» EXERCISE DETAILS: Starting with the line that contains "self.operators.insert(operator);" and stopping after the line that contains "return Err(BurnError::InvalidBurnRate(bps));", return each line below exactly as written, with no others.

═══ DATA SECTION

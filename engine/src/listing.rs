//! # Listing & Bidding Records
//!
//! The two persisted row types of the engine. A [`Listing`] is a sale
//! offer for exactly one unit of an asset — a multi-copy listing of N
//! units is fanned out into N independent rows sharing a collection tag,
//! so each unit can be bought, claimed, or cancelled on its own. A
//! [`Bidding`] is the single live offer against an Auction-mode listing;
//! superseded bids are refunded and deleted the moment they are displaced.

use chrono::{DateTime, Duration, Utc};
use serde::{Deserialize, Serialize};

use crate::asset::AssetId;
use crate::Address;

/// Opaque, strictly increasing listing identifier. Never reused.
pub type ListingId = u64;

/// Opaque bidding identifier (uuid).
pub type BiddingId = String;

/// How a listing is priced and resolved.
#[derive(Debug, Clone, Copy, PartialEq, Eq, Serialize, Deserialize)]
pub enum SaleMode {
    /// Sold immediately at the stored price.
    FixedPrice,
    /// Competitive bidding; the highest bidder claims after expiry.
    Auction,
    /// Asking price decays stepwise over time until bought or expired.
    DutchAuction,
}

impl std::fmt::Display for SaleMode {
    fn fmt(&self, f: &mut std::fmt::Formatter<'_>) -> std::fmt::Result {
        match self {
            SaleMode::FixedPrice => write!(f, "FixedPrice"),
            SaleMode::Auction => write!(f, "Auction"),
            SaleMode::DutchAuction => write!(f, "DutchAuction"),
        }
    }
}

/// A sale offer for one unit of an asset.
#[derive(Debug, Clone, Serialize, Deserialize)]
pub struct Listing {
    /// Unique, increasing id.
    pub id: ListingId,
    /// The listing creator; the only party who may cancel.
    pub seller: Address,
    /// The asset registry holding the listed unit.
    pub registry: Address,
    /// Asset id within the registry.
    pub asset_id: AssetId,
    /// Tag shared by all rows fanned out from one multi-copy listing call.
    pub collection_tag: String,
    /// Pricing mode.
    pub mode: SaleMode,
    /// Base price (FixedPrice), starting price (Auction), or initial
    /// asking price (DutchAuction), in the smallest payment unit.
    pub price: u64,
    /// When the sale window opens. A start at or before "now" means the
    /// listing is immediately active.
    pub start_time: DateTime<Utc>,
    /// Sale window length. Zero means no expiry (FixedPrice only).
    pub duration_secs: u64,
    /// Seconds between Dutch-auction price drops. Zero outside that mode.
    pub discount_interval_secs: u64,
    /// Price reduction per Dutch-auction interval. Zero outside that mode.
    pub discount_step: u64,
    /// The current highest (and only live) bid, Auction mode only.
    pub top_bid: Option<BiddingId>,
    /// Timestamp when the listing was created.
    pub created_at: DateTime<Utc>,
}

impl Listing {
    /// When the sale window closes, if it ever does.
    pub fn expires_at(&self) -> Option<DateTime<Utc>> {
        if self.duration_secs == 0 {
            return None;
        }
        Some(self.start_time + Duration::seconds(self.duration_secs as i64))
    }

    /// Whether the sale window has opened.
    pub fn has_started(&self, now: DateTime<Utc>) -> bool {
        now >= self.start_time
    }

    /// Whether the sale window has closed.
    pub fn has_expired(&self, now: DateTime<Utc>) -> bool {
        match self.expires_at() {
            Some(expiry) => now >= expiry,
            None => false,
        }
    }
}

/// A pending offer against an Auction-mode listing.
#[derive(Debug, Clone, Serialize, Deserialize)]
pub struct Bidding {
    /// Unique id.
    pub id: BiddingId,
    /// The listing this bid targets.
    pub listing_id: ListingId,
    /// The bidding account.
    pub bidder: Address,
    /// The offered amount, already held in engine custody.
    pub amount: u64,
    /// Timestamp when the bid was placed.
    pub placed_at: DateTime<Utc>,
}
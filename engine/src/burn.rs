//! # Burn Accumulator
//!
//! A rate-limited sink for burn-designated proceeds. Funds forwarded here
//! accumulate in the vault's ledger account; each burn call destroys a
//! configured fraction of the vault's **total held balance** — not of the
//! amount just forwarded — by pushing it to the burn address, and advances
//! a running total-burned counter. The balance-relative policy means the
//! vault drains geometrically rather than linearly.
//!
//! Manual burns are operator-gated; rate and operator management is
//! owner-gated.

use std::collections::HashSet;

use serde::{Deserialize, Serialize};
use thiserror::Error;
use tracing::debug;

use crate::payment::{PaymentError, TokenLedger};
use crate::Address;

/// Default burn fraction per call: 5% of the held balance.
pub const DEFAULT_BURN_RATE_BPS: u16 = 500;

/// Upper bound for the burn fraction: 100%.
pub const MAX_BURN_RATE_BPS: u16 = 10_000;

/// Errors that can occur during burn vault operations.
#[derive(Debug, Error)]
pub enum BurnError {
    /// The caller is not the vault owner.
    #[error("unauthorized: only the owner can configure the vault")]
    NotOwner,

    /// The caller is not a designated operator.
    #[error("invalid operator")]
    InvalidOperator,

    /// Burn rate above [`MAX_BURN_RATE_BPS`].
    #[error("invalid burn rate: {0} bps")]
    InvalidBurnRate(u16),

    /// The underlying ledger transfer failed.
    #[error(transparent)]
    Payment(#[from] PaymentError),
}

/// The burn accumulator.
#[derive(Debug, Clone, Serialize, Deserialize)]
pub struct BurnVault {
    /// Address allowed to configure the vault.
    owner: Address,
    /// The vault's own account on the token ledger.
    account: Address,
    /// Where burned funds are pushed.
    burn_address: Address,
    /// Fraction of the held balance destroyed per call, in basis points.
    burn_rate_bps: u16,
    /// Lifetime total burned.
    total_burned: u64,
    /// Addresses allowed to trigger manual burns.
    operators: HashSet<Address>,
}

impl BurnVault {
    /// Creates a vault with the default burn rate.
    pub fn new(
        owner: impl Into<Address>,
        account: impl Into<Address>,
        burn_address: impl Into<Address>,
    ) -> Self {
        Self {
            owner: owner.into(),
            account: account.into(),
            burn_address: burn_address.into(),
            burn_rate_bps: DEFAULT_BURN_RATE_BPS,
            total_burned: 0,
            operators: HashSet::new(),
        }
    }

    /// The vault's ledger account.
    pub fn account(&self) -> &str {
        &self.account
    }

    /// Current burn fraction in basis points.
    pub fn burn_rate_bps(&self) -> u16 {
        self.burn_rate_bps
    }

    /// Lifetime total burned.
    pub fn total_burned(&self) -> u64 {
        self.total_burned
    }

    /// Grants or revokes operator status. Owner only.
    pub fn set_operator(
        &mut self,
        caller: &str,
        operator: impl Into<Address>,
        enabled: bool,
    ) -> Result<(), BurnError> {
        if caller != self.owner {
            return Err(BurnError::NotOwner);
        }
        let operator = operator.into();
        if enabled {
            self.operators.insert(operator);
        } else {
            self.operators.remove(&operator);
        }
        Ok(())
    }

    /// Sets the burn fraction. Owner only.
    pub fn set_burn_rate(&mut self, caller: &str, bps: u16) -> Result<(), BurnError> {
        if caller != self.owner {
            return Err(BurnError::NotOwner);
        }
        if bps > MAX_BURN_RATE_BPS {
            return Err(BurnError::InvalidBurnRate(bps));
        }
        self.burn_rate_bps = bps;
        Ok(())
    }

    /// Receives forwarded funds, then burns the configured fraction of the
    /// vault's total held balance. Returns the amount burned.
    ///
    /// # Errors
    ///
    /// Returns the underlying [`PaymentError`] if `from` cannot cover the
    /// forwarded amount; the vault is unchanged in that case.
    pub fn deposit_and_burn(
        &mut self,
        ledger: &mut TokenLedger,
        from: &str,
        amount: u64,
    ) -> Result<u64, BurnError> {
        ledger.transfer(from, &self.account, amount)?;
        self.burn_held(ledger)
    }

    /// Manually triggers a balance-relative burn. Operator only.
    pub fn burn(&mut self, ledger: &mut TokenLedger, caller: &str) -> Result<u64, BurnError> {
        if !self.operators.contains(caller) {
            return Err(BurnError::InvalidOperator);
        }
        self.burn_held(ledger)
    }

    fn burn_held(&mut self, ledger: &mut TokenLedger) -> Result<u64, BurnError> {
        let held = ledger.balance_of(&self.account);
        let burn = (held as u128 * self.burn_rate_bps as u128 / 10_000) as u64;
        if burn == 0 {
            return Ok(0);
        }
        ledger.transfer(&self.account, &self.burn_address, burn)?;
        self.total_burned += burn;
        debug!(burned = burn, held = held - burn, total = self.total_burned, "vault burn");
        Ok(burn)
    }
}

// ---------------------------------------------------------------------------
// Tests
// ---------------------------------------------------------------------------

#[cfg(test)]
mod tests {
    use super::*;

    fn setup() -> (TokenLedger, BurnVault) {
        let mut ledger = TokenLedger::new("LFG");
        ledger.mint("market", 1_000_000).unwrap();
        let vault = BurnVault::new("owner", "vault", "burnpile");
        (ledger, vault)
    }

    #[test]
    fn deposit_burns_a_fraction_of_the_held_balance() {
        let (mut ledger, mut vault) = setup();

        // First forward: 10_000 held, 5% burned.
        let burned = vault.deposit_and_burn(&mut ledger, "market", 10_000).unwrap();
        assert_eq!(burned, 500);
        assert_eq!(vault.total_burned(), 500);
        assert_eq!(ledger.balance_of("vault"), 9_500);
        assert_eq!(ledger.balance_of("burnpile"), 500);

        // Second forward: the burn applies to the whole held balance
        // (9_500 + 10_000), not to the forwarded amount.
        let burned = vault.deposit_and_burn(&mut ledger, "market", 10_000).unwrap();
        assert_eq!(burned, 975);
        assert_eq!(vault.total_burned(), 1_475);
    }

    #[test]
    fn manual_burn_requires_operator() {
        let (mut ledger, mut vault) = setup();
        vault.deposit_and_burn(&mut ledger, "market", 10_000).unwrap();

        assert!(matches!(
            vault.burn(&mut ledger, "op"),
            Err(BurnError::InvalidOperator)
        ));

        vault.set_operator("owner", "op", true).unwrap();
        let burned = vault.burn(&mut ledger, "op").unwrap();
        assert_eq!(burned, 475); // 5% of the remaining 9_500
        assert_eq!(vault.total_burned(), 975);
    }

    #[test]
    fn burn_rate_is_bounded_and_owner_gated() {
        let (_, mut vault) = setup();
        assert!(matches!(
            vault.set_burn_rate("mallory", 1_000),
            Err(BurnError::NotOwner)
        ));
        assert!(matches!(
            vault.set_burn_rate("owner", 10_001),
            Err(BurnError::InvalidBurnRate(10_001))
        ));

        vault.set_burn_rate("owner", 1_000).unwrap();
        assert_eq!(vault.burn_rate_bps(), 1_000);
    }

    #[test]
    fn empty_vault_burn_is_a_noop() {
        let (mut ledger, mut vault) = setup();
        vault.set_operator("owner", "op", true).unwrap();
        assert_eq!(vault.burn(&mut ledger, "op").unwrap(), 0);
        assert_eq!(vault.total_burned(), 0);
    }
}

══════
═══ DATA SECTION

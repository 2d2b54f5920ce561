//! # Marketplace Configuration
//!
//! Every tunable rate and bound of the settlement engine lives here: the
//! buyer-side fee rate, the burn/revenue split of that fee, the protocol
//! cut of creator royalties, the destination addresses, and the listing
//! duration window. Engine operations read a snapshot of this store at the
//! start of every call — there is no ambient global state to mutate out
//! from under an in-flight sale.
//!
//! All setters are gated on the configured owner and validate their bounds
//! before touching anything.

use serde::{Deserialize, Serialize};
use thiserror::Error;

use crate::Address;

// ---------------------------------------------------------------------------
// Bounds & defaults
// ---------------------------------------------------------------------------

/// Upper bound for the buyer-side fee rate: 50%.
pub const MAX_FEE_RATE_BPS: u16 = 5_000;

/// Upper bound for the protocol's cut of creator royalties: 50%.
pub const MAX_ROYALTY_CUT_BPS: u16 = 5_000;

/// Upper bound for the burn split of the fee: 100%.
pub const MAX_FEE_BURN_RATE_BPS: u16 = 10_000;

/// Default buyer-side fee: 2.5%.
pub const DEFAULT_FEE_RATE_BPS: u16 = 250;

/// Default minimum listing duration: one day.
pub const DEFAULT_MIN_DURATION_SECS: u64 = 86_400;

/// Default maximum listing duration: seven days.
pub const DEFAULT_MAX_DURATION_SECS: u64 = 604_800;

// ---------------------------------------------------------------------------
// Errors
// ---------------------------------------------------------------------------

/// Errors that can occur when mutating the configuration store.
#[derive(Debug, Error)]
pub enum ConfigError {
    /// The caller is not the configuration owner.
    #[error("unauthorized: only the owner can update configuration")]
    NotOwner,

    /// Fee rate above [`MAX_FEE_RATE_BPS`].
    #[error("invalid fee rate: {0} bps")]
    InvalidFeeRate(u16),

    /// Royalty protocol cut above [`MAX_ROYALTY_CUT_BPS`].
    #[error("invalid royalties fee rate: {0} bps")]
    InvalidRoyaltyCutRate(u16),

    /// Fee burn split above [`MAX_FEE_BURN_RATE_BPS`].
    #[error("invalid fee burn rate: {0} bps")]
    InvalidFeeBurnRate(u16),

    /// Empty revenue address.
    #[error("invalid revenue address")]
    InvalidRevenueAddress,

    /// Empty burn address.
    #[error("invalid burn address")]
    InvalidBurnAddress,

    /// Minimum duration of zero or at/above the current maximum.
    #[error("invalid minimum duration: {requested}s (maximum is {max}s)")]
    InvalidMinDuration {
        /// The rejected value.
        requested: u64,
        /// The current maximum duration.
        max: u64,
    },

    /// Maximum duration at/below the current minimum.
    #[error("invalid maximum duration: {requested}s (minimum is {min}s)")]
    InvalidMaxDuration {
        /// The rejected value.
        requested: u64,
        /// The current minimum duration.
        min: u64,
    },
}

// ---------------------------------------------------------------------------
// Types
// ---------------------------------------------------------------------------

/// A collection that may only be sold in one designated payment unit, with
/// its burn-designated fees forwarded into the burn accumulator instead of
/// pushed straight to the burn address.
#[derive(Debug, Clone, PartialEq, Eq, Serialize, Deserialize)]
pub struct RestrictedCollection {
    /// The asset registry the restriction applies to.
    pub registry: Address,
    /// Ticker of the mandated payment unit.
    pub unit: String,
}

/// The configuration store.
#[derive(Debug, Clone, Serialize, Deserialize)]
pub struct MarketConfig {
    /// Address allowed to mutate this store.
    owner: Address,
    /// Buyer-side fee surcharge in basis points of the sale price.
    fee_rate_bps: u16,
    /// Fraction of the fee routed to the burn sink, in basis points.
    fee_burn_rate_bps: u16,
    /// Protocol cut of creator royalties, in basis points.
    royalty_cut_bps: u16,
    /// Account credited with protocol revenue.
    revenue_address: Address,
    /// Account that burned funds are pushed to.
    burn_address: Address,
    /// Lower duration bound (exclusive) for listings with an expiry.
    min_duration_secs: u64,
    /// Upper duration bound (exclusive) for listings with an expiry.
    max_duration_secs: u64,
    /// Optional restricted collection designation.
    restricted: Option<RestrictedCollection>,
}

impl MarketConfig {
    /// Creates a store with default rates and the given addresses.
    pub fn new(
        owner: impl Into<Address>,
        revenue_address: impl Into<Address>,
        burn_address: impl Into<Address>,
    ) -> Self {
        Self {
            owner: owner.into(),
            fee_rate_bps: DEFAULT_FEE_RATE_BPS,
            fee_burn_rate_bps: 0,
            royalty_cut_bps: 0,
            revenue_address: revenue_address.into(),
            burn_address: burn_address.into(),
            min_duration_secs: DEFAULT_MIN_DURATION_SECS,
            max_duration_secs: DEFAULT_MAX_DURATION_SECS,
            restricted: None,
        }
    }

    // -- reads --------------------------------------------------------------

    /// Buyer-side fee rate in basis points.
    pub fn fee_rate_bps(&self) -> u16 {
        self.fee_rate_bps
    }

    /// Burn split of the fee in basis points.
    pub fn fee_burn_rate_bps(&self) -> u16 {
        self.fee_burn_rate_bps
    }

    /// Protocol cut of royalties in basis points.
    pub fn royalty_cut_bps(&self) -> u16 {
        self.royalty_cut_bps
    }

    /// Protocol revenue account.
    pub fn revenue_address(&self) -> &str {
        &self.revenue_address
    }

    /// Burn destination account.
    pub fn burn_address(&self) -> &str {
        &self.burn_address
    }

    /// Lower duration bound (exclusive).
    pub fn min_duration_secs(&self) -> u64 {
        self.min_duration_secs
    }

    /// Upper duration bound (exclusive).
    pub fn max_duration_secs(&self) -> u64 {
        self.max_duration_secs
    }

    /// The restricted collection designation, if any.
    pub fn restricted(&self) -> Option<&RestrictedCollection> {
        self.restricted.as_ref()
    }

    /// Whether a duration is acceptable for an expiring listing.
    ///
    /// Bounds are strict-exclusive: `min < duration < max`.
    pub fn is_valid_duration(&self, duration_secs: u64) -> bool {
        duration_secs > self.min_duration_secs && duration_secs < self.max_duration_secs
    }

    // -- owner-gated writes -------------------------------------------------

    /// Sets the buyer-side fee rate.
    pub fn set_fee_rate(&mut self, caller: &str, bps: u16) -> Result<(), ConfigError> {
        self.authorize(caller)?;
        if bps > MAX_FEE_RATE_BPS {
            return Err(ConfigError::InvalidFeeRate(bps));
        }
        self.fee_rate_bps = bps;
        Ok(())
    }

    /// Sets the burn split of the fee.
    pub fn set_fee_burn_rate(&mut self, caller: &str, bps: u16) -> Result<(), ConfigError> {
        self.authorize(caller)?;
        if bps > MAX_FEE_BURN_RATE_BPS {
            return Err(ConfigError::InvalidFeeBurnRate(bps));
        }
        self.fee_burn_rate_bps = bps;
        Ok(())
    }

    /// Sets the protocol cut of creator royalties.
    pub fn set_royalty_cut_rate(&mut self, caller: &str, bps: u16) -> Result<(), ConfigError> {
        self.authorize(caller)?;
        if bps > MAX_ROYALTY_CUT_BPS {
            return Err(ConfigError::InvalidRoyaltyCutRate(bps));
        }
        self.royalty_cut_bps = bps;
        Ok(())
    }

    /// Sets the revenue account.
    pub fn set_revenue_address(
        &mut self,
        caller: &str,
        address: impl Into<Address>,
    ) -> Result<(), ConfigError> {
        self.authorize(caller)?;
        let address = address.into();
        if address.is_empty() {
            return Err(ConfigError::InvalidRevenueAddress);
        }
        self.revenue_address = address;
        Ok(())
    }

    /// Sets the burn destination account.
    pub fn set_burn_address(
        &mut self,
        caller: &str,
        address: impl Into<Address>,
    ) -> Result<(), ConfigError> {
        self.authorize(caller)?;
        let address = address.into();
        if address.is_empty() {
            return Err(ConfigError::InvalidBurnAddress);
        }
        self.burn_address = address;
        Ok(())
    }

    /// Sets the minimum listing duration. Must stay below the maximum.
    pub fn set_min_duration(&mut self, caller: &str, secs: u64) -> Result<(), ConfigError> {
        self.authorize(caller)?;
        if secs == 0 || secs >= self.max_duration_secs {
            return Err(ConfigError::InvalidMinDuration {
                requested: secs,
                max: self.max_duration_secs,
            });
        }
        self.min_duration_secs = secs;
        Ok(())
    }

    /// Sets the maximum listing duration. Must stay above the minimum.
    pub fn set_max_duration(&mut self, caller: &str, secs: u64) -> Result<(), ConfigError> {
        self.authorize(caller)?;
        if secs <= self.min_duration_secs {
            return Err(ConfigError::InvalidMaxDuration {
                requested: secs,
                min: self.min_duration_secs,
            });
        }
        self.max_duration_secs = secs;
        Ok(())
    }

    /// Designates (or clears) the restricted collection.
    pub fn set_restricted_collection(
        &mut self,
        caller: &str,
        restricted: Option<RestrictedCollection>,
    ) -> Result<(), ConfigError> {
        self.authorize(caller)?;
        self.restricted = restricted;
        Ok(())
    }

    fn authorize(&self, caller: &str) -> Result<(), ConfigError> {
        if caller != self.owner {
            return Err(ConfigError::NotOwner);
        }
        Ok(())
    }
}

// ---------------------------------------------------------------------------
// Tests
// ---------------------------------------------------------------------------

══════

» ANSWER TO THIS EXERCISE:
            self.operators.insert(operator);
        } else {
            self.operators.remove(&operator);
        }
        Ok(())
    }

    /// Sets the burn fraction. Owner only.
    pub fn set_burn_rate(&mut self, caller: &str, bps: u16) -> Result<(), BurnError> {
        if caller != self.owner {
            return Err(BurnError::NotOwner);
        }
        if bps > MAX_BURN_RATE_BPS {
            return Err(BurnError::InvalidBurnRate(bps));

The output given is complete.